_Instructions for the task_
Could you extract every entry below and reproduce it exactly?

_Record excerpts_
········

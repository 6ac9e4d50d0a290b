//! CallDesk CLI
//!
//! Terminal front end for the CallDesk call center console.
//!
//! # Usage
//!
//! ```bash
//! calldesk login --username admin --password admin123
//! calldesk dashboard
//! calldesk calls --status missed --search jane
//! calldesk call "+1 (555) 987-6543" --notes "Callback" --wait
//! calldesk agents call 2 --wait
//! calldesk settings twilio --phone-number +15550001111
//! calldesk queue --format json
//! ```

use std::path::PathBuf;

use anyhow::Context;
use clap::{Parser, Subcommand};

use calldesk_core::CallDesk;
use calldesk_core::filter::Selector;
use calldesk_core::logging::{LoggingConfig, setup_logging};
use calldesk_core::models::{CallDirection, CallStatus};

mod commands;
mod output;

#[derive(Parser)]
#[command(name = "calldesk")]
#[command(author = "CallDesk")]
#[command(version)]
#[command(about = "CallDesk call center console", long_about = None)]
struct Cli {
    /// Directory holding config.toml and storage.json (default ~/.calldesk)
    #[arg(long, env = "CALLDESK_HOME", global = true)]
    home: Option<PathBuf>,

    /// Telephony proxy URL, overrides the configured one
    #[arg(long, env = "CALLDESK_API_URL", global = true)]
    api_url: Option<String>,

    /// Output format
    #[arg(long, short, default_value = "table", global = true)]
    format: output::OutputFormat,

    /// Increase log verbosity (-v info, -vv debug, -vvv trace)
    #[arg(short, long, action = clap::ArgAction::Count, global = true)]
    verbose: u8,

    /// Emit logs as JSON on stderr
    #[arg(long, global = true)]
    log_json: bool,

    #[command(subcommand)]
    command: Commands,
}

#[derive(Subcommand)]
enum Commands {
    /// Sign in to the console
    Login {
        #[arg(long, short)]
        username: String,
        #[arg(long, short, env = "CALLDESK_PASSWORD", hide_env_values = true)]
        password: String,
    },
    /// Sign out
    Logout,
    /// Show which view a path resolves to
    Open { path: String },
    /// Overview: headline counters, recent calls, hourly volume
    Dashboard,
    /// Call history
    Calls {
        /// Caller name, number, agent or notes
        #[arg(long, short, default_value = "")]
        search: String,
        /// active, waiting, ended, missed or all
        #[arg(long, default_value = "all")]
        status: Selector<CallStatus>,
        /// inbound, outbound or all
        #[arg(long, default_value = "all")]
        direction: Selector<CallDirection>,
    },
    /// Agent roster
    Agents {
        /// Name, email or extension
        #[arg(long, short, default_value = "")]
        search: String,
        #[command(subcommand)]
        action: Option<AgentCommands>,
    },
    /// Callers waiting in the queue
    Queue,
    /// Agent presence
    AgentStatus,
    /// Call report
    Reports,
    /// Place an outbound call
    Call {
        phone_number: String,
        #[arg(long, short)]
        notes: Option<String>,
        /// Poll the call status until it settles
        #[arg(long, short)]
        wait: bool,
    },
    /// Hang up a call by provider SID
    EndCall { sid: String },
    /// Provider status of a call
    CallStatus { sid: String },
    /// View and edit settings
    Settings {
        #[command(subcommand)]
        action: SettingsCommands,
    },
}

#[derive(Subcommand)]
enum AgentCommands {
    /// Dial an agent's extension
    Call {
        /// Agent ID from the roster
        id: String,
        #[arg(long, short)]
        notes: Option<String>,
        /// Poll the call status until it settles
        #[arg(long, short)]
        wait: bool,
    },
}

#[derive(Subcommand)]
enum SettingsCommands {
    /// Print all settings
    Show,
    /// Update the general tab
    General {
        #[arg(long)]
        company_name: Option<String>,
        #[arg(long)]
        admin_email: Option<String>,
        #[arg(long)]
        support_phone: Option<String>,
        #[arg(long)]
        welcome_message: Option<String>,
    },
    /// Update the database tab
    Database {
        #[arg(long)]
        host: Option<String>,
        #[arg(long)]
        port: Option<String>,
        #[arg(long)]
        username: Option<String>,
        #[arg(long, env = "CALLDESK_DB_PASSWORD", hide_env_values = true)]
        password: Option<String>,
        #[arg(long)]
        database: Option<String>,
    },
    /// Update the notifications tab
    Notifications {
        #[arg(long)]
        email: Option<bool>,
        #[arg(long)]
        sms: Option<bool>,
        #[arg(long)]
        desktop: Option<bool>,
        #[arg(long)]
        missed_call_alerts: Option<bool>,
        #[arg(long)]
        system_updates: Option<bool>,
    },
    /// Update the Twilio credentials
    Twilio {
        #[arg(long)]
        account_sid: Option<String>,
        #[arg(long, env = "CALLDESK_TWILIO_TOKEN", hide_env_values = true)]
        auth_token: Option<String>,
        #[arg(long)]
        phone_number: Option<String>,
    },
    /// Check the stored Twilio credentials
    TestTwilio,
}

async fn run(cli: Cli) -> anyhow::Result<()> {
    let home = match cli.home {
        Some(home) => home,
        None => calldesk_core::storage::default_home()?,
    };
    let mut desk = CallDesk::open(&home)
        .with_context(|| format!("Failed to open CallDesk home at {}", home.display()))?;

    let ctx = commands::Context {
        api_url: cli.api_url,
        format: cli.format,
    };

    match cli.command {
        Commands::Login { username, password } => commands::session::login(&mut desk, &username, &password),
        Commands::Logout => commands::session::logout(&mut desk),
        Commands::Open { path } => commands::session::open(&desk, &path, &ctx),
        Commands::Dashboard => commands::dashboard::handle(&desk, &ctx),
        Commands::Calls { search, status, direction } => {
            commands::calls::list(&desk, &ctx, search, status, direction)
        }
        Commands::Agents { search, action: None } => commands::agents::list(&desk, &ctx, &search),
        Commands::Agents {
            action: Some(AgentCommands::Call { id, notes, wait }),
            ..
        } => commands::agents::call(&desk, &ctx, &id, notes.as_deref(), wait).await,
        Commands::Queue => commands::services::queue(&desk, &ctx).await,
        Commands::AgentStatus => commands::services::agent_status(&desk, &ctx).await,
        Commands::Reports => commands::services::reports(&desk, &ctx).await,
        Commands::Call { phone_number, notes, wait } => {
            commands::calls::place(&desk, &ctx, &phone_number, notes.as_deref(), wait).await
        }
        Commands::EndCall { sid } => commands::calls::end(&desk, &ctx, &sid).await,
        Commands::CallStatus { sid } => commands::calls::status(&desk, &ctx, &sid).await,
        Commands::Settings { action } => commands::settings::handle(action, &mut desk, &ctx),
    }
}

#[tokio::main]
async fn main() {
    let cli = Cli::parse();

    let mut logging = LoggingConfig::default().with_verbosity(cli.verbose);
    if cli.log_json {
        logging = logging.with_json();
    }
    if let Err(e) = setup_logging(&logging) {
        eprintln!("Warning: {}", e);
    }

    if let Err(e) = run(cli).await {
        eprintln!("Error: {:#}", e);
        std::process::exit(1);
    }
}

········

_Answer for the task_
repository 6ac9e4d50d0a290b
//! CallDesk CLI
//!
//! Terminal front end for the CallDesk call center console.
//!
//! # Usage
//!
//! ```bash
//! calldesk login --username admin --password admin123
//! calldesk dashboard
//! calldesk calls --status missed --search jane
//! calldesk call "+1 (555) 987-6543" --notes "Callback" --wait
//! calldesk agents call 2 --wait
//! calldesk settings twilio --phone-number +15550001111
//! calldesk queue --format json
//! ```

use std::path::PathBuf;

use anyhow::Context;
use clap::{Parser, Subcommand};

use calldesk_core::CallDesk;
use calldesk_core::filter::Selector;
use calldesk_core::logging::{LoggingConfig, setup_logging};
use calldesk_core::models::{CallDirection, CallStatus};

mod commands;
mod output;

#[derive(Parser)]
#[command(name = "calldesk")]
#[command(author = "CallDesk")]
#[command(version)]
#[command(about = "CallDesk call center console", long_about = None)]
struct Cli {
    /// Directory holding config.toml and storage.json (default ~/.calldesk)
    #[arg(long, env = "CALLDESK_HOME", global = true)]
    home: Option<PathBuf>,

    /// Telephony proxy URL, overrides the configured one
    #[arg(long, env = "CALLDESK_API_URL", global = true)]
    api_url: Option<String>,

    /// Output format
    #[arg(long, short, default_value = "table", global = true)]
    format: output::OutputFormat,

    /// Increase log verbosity (-v info, -vv debug, -vvv trace)
    #[arg(short, long, action = clap::ArgAction::Count, global = true)]
    verbose: u8,

    /// Emit logs as JSON on stderr
    #[arg(long, global = true)]
    log_json: bool,

    #[command(subcommand)]
    command: Commands,
}

#[derive(Subcommand)]
enum Commands {
    /// Sign in to the console
    Login {
        #[arg(long, short)]
        username: String,
        #[arg(long, short, env = "CALLDESK_PASSWORD", hide_env_values = true)]
        password: String,
    },
    /// Sign out
    Logout,
    /// Show which view a path resolves to
    Open { path: String },
    /// Overview: headline counters, recent calls, hourly volume
    Dashboard,
    /// Call history
    Calls {
        /// Caller name, number, agent or notes
        #[arg(long, short, default_value = "")]
        search: String,
        /// active, waiting, ended, missed or all
        #[arg(long, default_value = "all")]
        status: Selector<CallStatus>,
        /// inbound, outbound or all
        #[arg(long, default_value = "all")]
        direction: Selector<CallDirection>,
    },
    /// Agent roster
    Agents {
        /// Name, email or extension
        #[arg(long, short, default_value = "")]
        search: String,
        #[command(subcommand)]
        action: Option<AgentCommands>,
    },
    /// Callers waiting in the queue
    Queue,
    /// Agent presence
    AgentStatus,
    /// Call report
    Reports,
    /// Place an outbound call
    Call {
        phone_number: String,
        #[arg(long, short)]
        notes: Option<String>,
        /// Poll the call status until it settles
        #[arg(long, short)]
        wait: bool,
    },
    /// Hang up a call by provider SID
    EndCall { sid: String },
    /// Provider status of a call
    CallStatus { sid: String },
    /// View and edit settings
    Settings {
        #[command(subcommand)]
        action: SettingsCommands,
    },
}

#[derive(Subcommand)]
enum AgentCommands {
    /// Dial an agent's extension
    Call {
        /// Agent ID from the roster
        id: String,
        #[arg(long, short)]
        notes: Option<String>,
        /// Poll the call status until it settles
        #[arg(long, short)]
        wait: bool,
    },
}

#[derive(Subcommand)]
enum SettingsCommands {
    /// Print all settings
    Show,
    /// Update the general tab
    General {
        #[arg(long)]
        company_name: Option<String>,
        #[arg(long)]
        admin_email: Option<String>,
        #[arg(long)]
        support_phone: Option<String>,
        #[arg(long)]
        welcome_message: Option<String>,
    },
    /// Update the database tab
    Database {
        #[arg(long)]
        host: Option<String>,
        #[arg(long)]
        port: Option<String>,
        #[arg(long)]
        username: Option<String>,
        #[arg(long, env = "CALLDESK_DB_PASSWORD", hide_env_values = true)]
        password: Option<String>,
        #[arg(long)]
        database: Option<String>,
    },
    /// Update the notifications tab
    Notifications {
        #[arg(long)]
        email: Option<bool>,
        #[arg(long)]
        sms: Option<bool>,
        #[arg(long)]
        desktop: Option<bool>,
        #[arg(long)]
        missed_call_alerts: Option<bool>,
        #[arg(long)]
        system_updates: Option<bool>,
    },
    /// Update the Twilio credentials
    Twilio {
        #[arg(long)]
        account_sid: Option<String>,
        #[arg(long, env = "CALLDESK_TWILIO_TOKEN", hide_env_values = true)]
        auth_token: Option<String>,
        #[arg(long)]
        phone_number: Option<String>,
    },
    /// Check the stored Twilio credentials
    TestTwilio,
}

async fn run(cli: Cli) -> anyhow::Result<()> {
    let home = match cli.home {
        Some(home) => home,
        None => calldesk_core::storage::default_home()?,
    };
    let mut desk = CallDesk::open(&home)
        .with_context(|| format!("Failed to open CallDesk home at {}", home.display()))?;

    let ctx = commands::Context {
        api_url: cli.api_url,
        format: cli.format,
    };

    match cli.command {
        Commands::Login { username, password } => commands::session::login(&mut desk, &username, &password),
        Commands::Logout => commands::session::logout(&mut desk),
        Commands::Open { path } => commands::session::open(&desk, &path, &ctx),
        Commands::Dashboard => commands::dashboard::handle(&desk, &ctx),
        Commands::Calls { search, status, direction } => {
            commands::calls::list(&desk, &ctx, search, status, direction)
        }
        Commands::Agents { search, action: None } => commands::agents::list(&desk, &ctx, &search),
        Commands::Agents {
            action: Some(AgentCommands::Call { id, notes, wait }),
            ..
        } => commands::agents::call(&desk, &ctx, &id, notes.as_deref(), wait).await,
        Commands::Queue => commands::services::queue(&desk, &ctx).await,
        Commands::AgentStatus => commands::services::agent_status(&desk, &ctx).await,
        Commands::Reports => commands::services::reports(&desk, &ctx).await,
        Commands::Call { phone_number, notes, wait } => {
            commands::calls::place(&desk, &ctx, &phone_number, notes.as_deref(), wait).await
        }
        Commands::EndCall { sid } => commands::calls::end(&desk, &ctx, &sid).await,
        Commands::CallStatus { sid } => commands::calls::status(&desk, &ctx, &sid).await,
        Commands::Settings { action } => commands::settings::handle(action, &mut desk, &ctx),
    }
}

#[tokio::main]
async fn main() {
    let cli = Cli::parse();

    let mut logging = LoggingConfig::default().with_verbosity(cli.verbose);
    if cli.log_json {
        logging = logging.with_json();
    }
    if let Err(e) = setup_logging(&logging) {
        eprintln!("Warning: {}", e);
    }

    if let Err(e) = run(cli).await {
        eprintln!("Error: {:#}", e);
        std::process::exit(1);
    }
}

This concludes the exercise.